In this page, we will show you how to train an Sklearn classifier using a Pytorch feature extractor in a patch based fashion.

This example will demonstrate how to create custom experiments starting from default settings.

Training

Dataset

Let's start with the dataset that we are going to use; since we are using the base patch datamodule, we need to organize the data in a specific way.

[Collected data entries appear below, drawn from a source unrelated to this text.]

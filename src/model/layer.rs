use serde::{Deserialize, Serialize};

use crate::model::element::Element;
use crate::model::ids::{ElementId, LayerId};

/// Pixel-combination operator used when a layer or overlay is painted onto the canvas.
#[derive(Clone, Copy, Debug, Default, PartialEq, Eq, Hash, Serialize, Deserialize)]
#[serde(rename_all = "kebab-case")]
pub enum BlendMode {
    #[default]
    Normal,
    Multiply,
    Screen,
    Overlay,
    Darken,
    Lighten,
    ColorDodge,
    ColorBurn,
    HardLight,
    SoftLight,
    Difference,
    Exclusion,
}

impl BlendMode {
    /// Canvas-2D style composite operation name (`source-over` for [`BlendMode::Normal`]).
    pub fn composite_op(self) -> &'static str {
        match self {
            Self::Normal => "source-over",
            Self::Multiply => "multiply",
            Self::Screen => "screen",
            Self::Overlay => "overlay",
            Self::Darken => "darken",
            Self::Lighten => "lighten",
            Self::ColorDodge => "color-dodge",
            Self::ColorBurn => "color-burn",
            Self::HardLight => "hard-light",
            Self::SoftLight => "soft-light",
            Self::Difference => "difference",
            Self::Exclusion => "exclusion",
        }
    }

    /// Parse a blend mode name; `None`/empty and `source-over` map to [`BlendMode::Normal`].
    pub fn from_name(name: Option<&str>) -> Option<Self> {
        let Some(name) = name.map(str::trim).filter(|s| !s.is_empty()) else {
            return Some(Self::Normal);
        };
        let mode = match name.to_ascii_lowercase().as_str() {
            "normal" | "source-over" => Self::Normal,
            "multiply" => Self::Multiply,
            "screen" => Self::Screen,
            "overlay" => Self::Overlay,
            "darken" => Self::Darken,
            "lighten" => Self::Lighten,
            "color-dodge" | "dodge" => Self::ColorDodge,
            "color-burn" | "burn" => Self::ColorBurn,
            "hard-light" => Self::HardLight,
            "soft-light" | "light" => Self::SoftLight,
            "difference" => Self::Difference,
            "exclusion" => Self::Exclusion,
            _ => return None,
        };
        Some(mode)
    }
}

/// Ordered compositing unit.
#[derive(Clone, Debug, PartialEq, Serialize, Deserialize)]
pub struct Layer {
    pub id: LayerId,
    pub name: String,
    #[serde(default = "default_visible")]
    pub visible: bool,
    /// Expected in `[0, 1]`; callers clamp, the model stores what it is given.
    #[serde(default = "default_opacity")]
    pub opacity: f64,
    #[serde(default)]
    pub z_index: i32,
    #[serde(default)]
    pub blend_mode: BlendMode,
    #[serde(default)]
    pub elements: Vec<Element>,
}

fn default_visible() -> bool {
    true
}

fn default_opacity() -> f64 {
    1.0
}

/// Create an empty, visible, fully-opaque layer with `blend_mode = normal`.
pub fn create_layer(name: impl Into<String>, z_index: i32) -> Layer {
    Layer {
        id: LayerId::new(),
        name: name.into(),
        visible: true,
        opacity: 1.0,
        z_index,
        blend_mode: BlendMode::Normal,
        elements: Vec::new(),
    }
}

impl Layer {
    pub fn with_element(mut self, element: Element) -> Self {
        self.elements.push(element);
        self
    }

    pub fn with_opacity(mut self, opacity: f64) -> Self {
        self.opacity = opacity;
        self
    }

    pub fn with_blend_mode(mut self, blend_mode: BlendMode) -> Self {
        self.blend_mode = blend_mode;
        self
    }

    pub fn has_text(&self) -> bool {
        self.elements.iter().any(Element::is_text)
    }

    pub fn has_animation(&self) -> bool {
        self.elements
            .iter()
            .any(|e| matches!(e, Element::AnimatedImage(_)))
    }

    pub fn element_index(&self, id: ElementId) -> Option<usize> {
        self.elements.iter().position(|e| e.id() == id)
    }
}

/// Indices of visible layers in paint order: ascending `z_index`, ties by array order.
pub fn paint_order(layers: &[Layer]) -> Vec<usize> {
    let mut order: Vec<usize> = (0..layers.len()).filter(|&i| layers[i].visible).collect();
    // `sort_by_key` is stable, which keeps insertion order for equal z.
    order.sort_by_key(|&i| layers[i].z_index);
    order
}

#[cfg(test)]
#[path = "../../tests/unit/model/layer.rs"]
mod tests;
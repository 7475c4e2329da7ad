/// Image and GIF decoding into premultiplied rasters.
pub mod decode;
/// Prebuilt asset manifest entries.
pub mod manifest;
/// Upload classification by file extension.
pub mod upload;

The base patch datamodule expects the following structure:

patch_dataset/
├── info.json
├── original 
│   ├── images
│   |   └── abc.xyz
│   ├── masks
|   |   └── abc.png
|   └── labelled_masks
|       └── abc.png
├── train
│   ├── abc_0.h5
│   ├── abc_N.h5
│   └── dataset.txt
├── val
│   ├── class_0
│   |   └── abc_X.xyz
│   ├── class_1
|   |   └── abc_Y.xyz
|   └── class_N
|       └── abc_Z.xyz
└── test
    ├── class_0
    |   └── abc_X.xyz
    ├── class_1
    |   └── abc_Y.xyz
    └── class_N
        └── abc_Z.xyz

To achieve this structure we need to use two different functions taken from quadra utilities.

  • quadra.utils.patch.get_image_mask_association: This function will create a list of dictionaries mapping images and masks (if available).
  • quadra.utils.patch.generate_patch_dataset: This function will generate the dataset following the structure above.

For example imagine we have a standard dataset with the following structure:

dataset/
├── images
|   ├── abc.xyz
│   └── ...
└── masks
    ├── abc.png
    └── ...

By calling get_image_mask_association passing the right data_folder and mask_folder, we will get the following dictionary:

[
  {
      "base_name": "abc.png",
      "path": "dataset/images/abc.png",
      "mask": "dataset/masks/abc.png"
  }, ...
]

The function allows also to specify an extension name for masks (E.g. _mask) for the mapping, for more details see the function documentation. This is just an helper, you can create the dictionary in any way you want, but the dictionary must follow this structure so that the generate_patch_dataset function can work.

Note

Masks contain the labels of the images in index format. For example, if the image has 3 classes, the mask will contain values between 0 and 2. The class_to_idx parameter of the generate_patch_dataset function will be used to map the index to the class name. 0 will be considered as the background class, as such it is generally ignored when making predictions.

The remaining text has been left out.